Saved entries:
______________________________

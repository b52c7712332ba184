//! Sample statistics and the fixed-bin histogram used for PSI.

use serde::{Deserialize, Serialize};

/// Added to a baseline standard deviation before dividing by it
pub const STDDEV_EPSILON: f64 = 1e-10;

/// Floor applied to histogram proportions before taking logarithms in PSI.
///
/// Empty bins on one side otherwise produce `ln(0)`. Too small a floor inflates
/// PSI for a single stray value; too large a floor hides real shifts.
pub const PSI_PROPORTION_FLOOR: f64 = 1e-4;

/// Half-width used to widen a zero-width baseline range into usable bins
pub const DEGENERATE_RANGE_PADDING: f64 = 0.5;

pub fn mean(values: &[f64]) -> f64 {
    if values.is_empty() {
        return 0.0;
    }
    values.iter().sum::<f64>() / values.len() as f64
}

/// Population standard deviation around `mean`
pub fn population_stddev(values: &[f64], mean: f64) -> f64 {
    if values.is_empty() {
        return 0.0;
    }
    let variance = values.iter().map(|v| (v - mean).powi(2)).sum::<f64>() / values.len() as f64;
    variance.sqrt()
}

/// Fixed bin edges with per-bin counts
#[derive(Debug, Clone, PartialEq, Serialize, Deserialize)]
pub struct Histogram {
    pub edges: Vec<f64>,
    pub counts: Vec<u64>,
}

impl Histogram {
    /// Equal-width bins spanning the sample's range.
    ///
    /// A zero-width range is widened by [`DEGENERATE_RANGE_PADDING`] on each side.
    pub fn from_sample(values: &[f64], bins: usize) -> Self {
        let bins = bins.max(1);
        let (min, max) = min_max(values);
        let (low, high) = if max > min {
            (min, max)
        } else {
            (min - DEGENERATE_RANGE_PADDING, max + DEGENERATE_RANGE_PADDING)
        };

        let width = high - low;
        let edges: Vec<f64> = (0..=bins)
            .map(|i| {
                if i == bins {
                    high
                } else {
                    low + width * i as f64 / bins as f64
                }
            })
            .collect();
        let counts = bin_counts(&edges, values);
        Self { edges, counts }
    }

    pub fn bins(&self) -> usize {
        self.counts.len()
    }

    /// Count `values` into this histogram's edges
    pub fn count(&self, values: &[f64]) -> Vec<u64> {
        bin_counts(&self.edges, values)
    }
}

/// Bin index for each value. Values outside the edges land in the end bins;
/// the last bin includes its right edge.
fn bin_counts(edges: &[f64], values: &[f64]) -> Vec<u64> {
    let bins = edges.len().saturating_sub(1).max(1);
    let mut counts = vec![0u64; bins];
    for value in values {
        let upper = edges.partition_point(|edge| edge <= value);
        let index = upper.saturating_sub(1).min(bins - 1);
        counts[index] += 1;
    }
    counts
}

/// Proportion per bin, floored at [`PSI_PROPORTION_FLOOR`]
pub fn proportions(counts: &[u64]) -> Vec<f64> {
    let total: u64 = counts.iter().sum();
    counts
        .iter()
        .map(|count| {
            let p = if total == 0 {
                0.0
            } else {
                *count as f64 / total as f64
            };
            p.max(PSI_PROPORTION_FLOOR)
        })
        .collect()
}

/// `Σ (cur − base) · ln(cur / base)` over floored proportions
pub fn population_stability_index(baseline_counts: &[u64], current_counts: &[u64]) -> f64 {
    let base = proportions(baseline_counts);
    let current = proportions(current_counts);
    base.iter()
        .zip(current.iter())
        .map(|(b, c)| (c - b) * (c / b).ln())
        .sum()
}

pub(crate) fn min_max(values: &[f64]) -> (f64, f64) {
    values.iter().fold((f64::INFINITY, f64::NEG_INFINITY), |(lo, hi), v| {
        (lo.min(*v), hi.max(*v))
    })
}

#[cfg(test)]
mod tests {
    use super::*;

    #[test]
    fn test_mean_and_population_stddev() {
        let values = [2.0, 4.0, 4.0, 4.0, 5.0, 5.0, 7.0, 9.0];
        let m = mean(&values);
        assert_eq!(m, 5.0);
        assert_eq!(population_stddev(&values, m), 2.0);
    }

    #[test]
    fn test_histogram_edges_and_counts() {
        let values = [0.0, 1.0, 2.0, 3.0, 4.0];
        let histogram = Histogram::from_sample(&values, 4);
        assert_eq!(histogram.edges, vec![0.0, 1.0, 2.0, 3.0, 4.0]);
        // Right edge closes the last bin
        assert_eq!(histogram.counts, vec![1, 1, 1, 2]);
    }

    #[test]
    fn test_out_of_range_values_clamp_to_end_bins() {
        let histogram = Histogram::from_sample(&[0.0, 10.0], 2);
        assert_eq!(histogram.count(&[-5.0, 50.0, 5.0]), vec![1, 2]);
    }

    #[test]
    fn test_degenerate_range_is_widened() {
        let histogram = Histogram::from_sample(&[0.97; 100], 10);
        assert!((histogram.edges[0] - 0.47).abs() < 1e-12);
        assert!((histogram.edges[10] - 1.47).abs() < 1e-12);
        assert_eq!(histogram.counts.iter().sum::<u64>(), 100);
    }

    #[test]
    fn test_psi_of_identical_counts_is_zero() {
        let counts = [10, 0, 25, 65];
        assert_eq!(population_stability_index(&counts, &counts), 0.0);
    }

    #[test]
    fn test_proportion_floor_boundary() {
        // All mass moves from bin 0 to bin 1: both empty bins sit exactly at the floor
        let psi = population_stability_index(&[100, 0], &[0, 100]);
        let expected = 2.0 * (1.0 - PSI_PROPORTION_FLOOR) * (1.0 / PSI_PROPORTION_FLOOR).ln();
        assert!((psi - expected).abs() < 1e-9);

        // A proportion just above the floor is kept as-is
        let just_above = proportions(&[2, 9_998]);
        assert_eq!(just_above[0], 2.0 / 10_000.0);
        let below = proportions(&[1, 99_999]);
        assert_eq!(below[0], PSI_PROPORTION_FLOOR);
    }
}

______________________________

◆ What needs to be done ◆
Could you retype every line of the data exactly?

◆ Answer box ◆
repository b52c7712332ba184
//! Sample statistics and the fixed-bin histogram used for PSI.

use serde::{Deserialize, Serialize};

/// Added to a baseline standard deviation before dividing by it
pub const STDDEV_EPSILON: f64 = 1e-10;

/// Floor applied to histogram proportions before taking logarithms in PSI.
///
/// Empty bins on one side otherwise produce `ln(0)`. Too small a floor inflates
/// PSI for a single stray value; too large a floor hides real shifts.
pub const PSI_PROPORTION_FLOOR: f64 = 1e-4;

/// Half-width used to widen a zero-width baseline range into usable bins
pub const DEGENERATE_RANGE_PADDING: f64 = 0.5;

pub fn mean(values: &[f64]) -> f64 {
    if values.is_empty() {
        return 0.0;
    }
    values.iter().sum::<f64>() / values.len() as f64
}

/// Population standard deviation around `mean`
pub fn population_stddev(values: &[f64], mean: f64) -> f64 {
    if values.is_empty() {
        return 0.0;
    }
    let variance = values.iter().map(|v| (v - mean).powi(2)).sum::<f64>() / values.len() as f64;
    variance.sqrt()
}

/// Fixed bin edges with per-bin counts
#[derive(Debug, Clone, PartialEq, Serialize, Deserialize)]
pub struct Histogram {
    pub edges: Vec<f64>,
    pub counts: Vec<u64>,
}

impl Histogram {
    /// Equal-width bins spanning the sample's range.
    ///
    /// A zero-width range is widened by [`DEGENERATE_RANGE_PADDING`] on each side.
    pub fn from_sample(values: &[f64], bins: usize) -> Self {
        let bins = bins.max(1);
        let (min, max) = min_max(values);
        let (low, high) = if max > min {
            (min, max)
        } else {
            (min - DEGENERATE_RANGE_PADDING, max + DEGENERATE_RANGE_PADDING)
        };

        let width = high - low;
        let edges: Vec<f64> = (0..=bins)
            .map(|i| {
                if i == bins {
                    high
                } else {
                    low + width * i as f64 / bins as f64
                }
            })
            .collect();
        let counts = bin_counts(&edges, values);
        Self { edges, counts }
    }

    pub fn bins(&self) -> usize {
        self.counts.len()
    }

    /// Count `values` into this histogram's edges
    pub fn count(&self, values: &[f64]) -> Vec<u64> {
        bin_counts(&self.edges, values)
    }
}

/// Bin index for each value. Values outside the edges land in the end bins;
/// the last bin includes its right edge.
fn bin_counts(edges: &[f64], values: &[f64]) -> Vec<u64> {
    let bins = edges.len().saturating_sub(1).max(1);
    let mut counts = vec![0u64; bins];
    for value in values {
        let upper = edges.partition_point(|edge| edge <= value);
        let index = upper.saturating_sub(1).min(bins - 1);
        counts[index] += 1;
    }
    counts
}

/// Proportion per bin, floored at [`PSI_PROPORTION_FLOOR`]
pub fn proportions(counts: &[u64]) -> Vec<f64> {
    let total: u64 = counts.iter().sum();
    counts
        .iter()
        .map(|count| {
            let p = if total == 0 {
                0.0
            } else {
                *count as f64 / total as f64
            };
            p.max(PSI_PROPORTION_FLOOR)
        })
        .collect()
}

/// `Σ (cur − base) · ln(cur / base)` over floored proportions
pub fn population_stability_index(baseline_counts: &[u64], current_counts: &[u64]) -> f64 {
    let base = proportions(baseline_counts);
    let current = proportions(current_counts);
    base.iter()
        .zip(current.iter())
        .map(|(b, c)| (c - b) * (c / b).ln())
        .sum()
}

pub(crate) fn min_max(values: &[f64]) -> (f64, f64) {
    values.iter().fold((f64::INFINITY, f64::NEG_INFINITY), |(lo, hi), v| {
        (lo.min(*v), hi.max(*v))
    })
}

#[cfg(test)]
mod tests {
    use super::*;

    #[test]
    fn test_mean_and_population_stddev() {
        let values = [2.0, 4.0, 4.0, 4.0, 5.0, 5.0, 7.0, 9.0];
        let m = mean(&values);
        assert_eq!(m, 5.0);
        assert_eq!(population_stddev(&values, m), 2.0);
    }

    #[test]
    fn test_histogram_edges_and_counts() {
        let values = [0.0, 1.0, 2.0, 3.0, 4.0];
        let histogram = Histogram::from_sample(&values, 4);
        assert_eq!(histogram.edges, vec![0.0, 1.0, 2.0, 3.0, 4.0]);
        // Right edge closes the last bin
        assert_eq!(histogram.counts, vec![1, 1, 1, 2]);
    }

    #[test]
    fn test_out_of_range_values_clamp_to_end_bins() {
        let histogram = Histogram::from_sample(&[0.0, 10.0], 2);
        assert_eq!(histogram.count(&[-5.0, 50.0, 5.0]), vec![1, 2]);
    }

    #[test]
    fn test_degenerate_range_is_widened() {
        let histogram = Histogram::from_sample(&[0.97; 100], 10);
        assert!((histogram.edges[0] - 0.47).abs() < 1e-12);
        assert!((histogram.edges[10] - 1.47).abs() < 1e-12);
        assert_eq!(histogram.counts.iter().sum::<u64>(), 100);
    }

    #[test]
    fn test_psi_of_identical_counts_is_zero() {
        let counts = [10, 0, 25, 65];
        assert_eq!(population_stability_index(&counts, &counts), 0.0);
    }

    #[test]
    fn test_proportion_floor_boundary() {
        // All mass moves from bin 0 to bin 1: both empty bins sit exactly at the floor
        let psi = population_stability_index(&[100, 0], &[0, 100]);
        let expected = 2.0 * (1.0 - PSI_PROPORTION_FLOOR) * (1.0 / PSI_PROPORTION_FLOOR).ln();
        assert!((psi - expected).abs() < 1e-9);

        // A proportion just above the floor is kept as-is
        let just_above = proportions(&[2, 9_998]);
        assert_eq!(just_above[0], 2.0 / 10_000.0);
        let below = proportions(&[1, 99_999]);
        assert_eq!(below[0], PSI_PROPORTION_FLOOR);
    }
}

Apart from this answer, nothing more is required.